At the campus level, indirects help fund the work of offices that are critical to the safety and wellbeing of researchers and research participants, including functions like biosafety, chemical safety and the Human Research Protection Program. Indirects also fund campuswide functions like building maintenance, utilities, and expensive cybersecurity infrastructure needed to protect sensitive patient data.
Schools and colleges similarly use indirect funds for expenses that might be shared across departments. Take for example the NIH-funded Alzheimer’s study that Smith Ballen participates in: CLARiTI, or Clarity in Alzheimer’s Disease and Related Dementias Research Through Imaging. The study relies on a maintenance contract for the PET machines used to scan patients’ brains, basic laboratory tools for taking blood samples, and electricity to run the freezers where those samples are stored.
Department-level expenses covered by indirects are typically tied to personnel.

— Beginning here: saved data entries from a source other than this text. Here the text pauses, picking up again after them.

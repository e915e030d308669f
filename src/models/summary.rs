use serde::{Deserialize, Serialize};
use crate::models::domain::ScoredCandidate;

/// Descriptive statistics over one result set
///
/// Downstream consumers (protest evidence, value recommendations) read the
/// score and distance distribution from here instead of recomputing it.
#[derive(Debug, Clone, Default, PartialEq, Serialize, Deserialize)]
#[serde(rename_all = "camelCase")]
pub struct SearchSummary {
    pub count: usize,
    pub highest_score: Option<f64>,
    pub median_score: Option<f64>,
    pub lowest_score: Option<f64>,
    pub mean_score: Option<f64>,
    pub at_least_70: usize,
    pub at_least_60: usize,
    pub at_least_50: usize,
    pub closest_miles: Option<f64>,
    pub median_miles: Option<f64>,
    pub farthest_miles: Option<f64>,
    pub within_3_miles: usize,
    pub within_5_miles: usize,
}

impl SearchSummary {
    pub fn from_results(results: &[ScoredCandidate]) -> Self {
        if results.is_empty() {
            return Self::default();
        }

        let mut scores: Vec<f64> = results.iter().map(|r| r.score).collect();
        let mut distances: Vec<f64> = results.iter().map(|r| r.distance_miles).collect();
        scores.sort_by(f64::total_cmp);
        distances.sort_by(f64::total_cmp);

        let count = results.len();
        let mean = scores.iter().sum::<f64>() / count as f64;

        Self {
            count,
            highest_score: scores.last().copied(),
            median_score: median(&scores),
            lowest_score: scores.first().copied(),
            mean_score: Some(mean),
            at_least_70: scores.iter().filter(|s| **s >= 70.0).count(),
            at_least_60: scores.iter().filter(|s| **s >= 60.0).count(),
            at_least_50: scores.iter().filter(|s| **s >= 50.0).count(),
            closest_miles: distances.first().copied(),
            median_miles: median(&distances),
            farthest_miles: distances.last().copied(),
            within_3_miles: distances.iter().filter(|d| **d <= 3.0).count(),
            within_5_miles: distances.iter().filter(|d| **d <= 5.0).count(),
        }
    }
}

/// Median of an already-sorted slice
fn median(sorted: &[f64]) -> Option<f64> {
    let n = sorted.len();
    match n {
        0 => None,
        _ if n % 2 == 1 => Some(sorted[n / 2]),
        _ => Some((sorted[n / 2 - 1] + sorted[n / 2]) / 2.0),
    }
}

#[cfg(test)]
mod tests {
    use super::*;
    use crate::models::domain::{Property, ScoreBreakdown};

    fn scored(id: &str, score: f64, distance_miles: f64) -> ScoredCandidate {
        ScoredCandidate {
            account_number: id.to_string(),
            distance_miles,
            score,
            breakdown: ScoreBreakdown::default(),
            property: Property::new(id),
        }
    }

    #[test]
    fn test_empty_summary() {
        let summary = SearchSummary::from_results(&[]);
        assert_eq!(summary.count, 0);
        assert!(summary.median_score.is_none());
        assert!(summary.closest_miles.is_none());
    }

    #[test]
    fn test_summary_statistics() {
        let results = vec![
            scored("1", 90.0, 0.5),
            scored("2", 72.0, 2.0),
            scored("3", 55.0, 4.0),
            scored("4", 40.0, 4.5),
        ];

        let summary = SearchSummary::from_results(&results);

        assert_eq!(summary.count, 4);
        assert_eq!(summary.highest_score, Some(90.0));
        assert_eq!(summary.lowest_score, Some(40.0));
        assert_eq!(summary.median_score, Some(63.5));
        assert_eq!(summary.mean_score, Some(64.25));
        assert_eq!(summary.at_least_70, 2);
        assert_eq!(summary.at_least_60, 2);
        assert_eq!(summary.at_least_50, 3);
        assert_eq!(summary.closest_miles, Some(0.5));
        assert_eq!(summary.median_miles, Some(3.0));
        assert_eq!(summary.within_3_miles, 2);
        assert_eq!(summary.within_5_miles, 4);
    }
}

NIH grants carry significant regulatory compliance responsibilities, and keeping up with them and the related documentation is a full-time job itself. Some departments with many NIH grants, such as the Department of Medicine, employ dozens of administrative staff who make sure grant requirements are being met and patients are being treated appropriately.
Separately, the huge amounts of data generated by studies require IT infrastructure and data scientists to keep them organized, secure and available for research purposes.
Finally, many large research projects like CLARiTI include hundreds or thousands of patient participants. Dedicated staff are required for scheduling visits and guiding patients through the entirety of their visits.

The true cost
While indirects are critical to UW’s research infrastructure, they don’t fully fund all of these essential functions. The university funds much of the research itself, along with some assistance from private research foundations and other philanthropic sources.
Still, without indirects, it’s easy to imagine how a research study falls apart quickly. Consider what could happen to the safe, efficient and productive experience for a study participant like Smith Ballen.
There may not be staff available to schedule or shepherd her through her visit.
The PET machines might break down due to a lack of maintenance.
The digital brain scans and other sensitive health data could be lost, corrupted or stolen by a bad actor.
And there may not be enough money to purchase and power the freezer storage needed to preserve the blood samples.
UW–Madison’s research enterprise would not collapse overnight from diminished NIH indirects, but the small, compounding effects and long-term consequences could be devastating. Potentially life-saving research would become slower and less ambitious. And the true cost would fall on those waiting for the next medical breakthrough, who would have to wait even longer.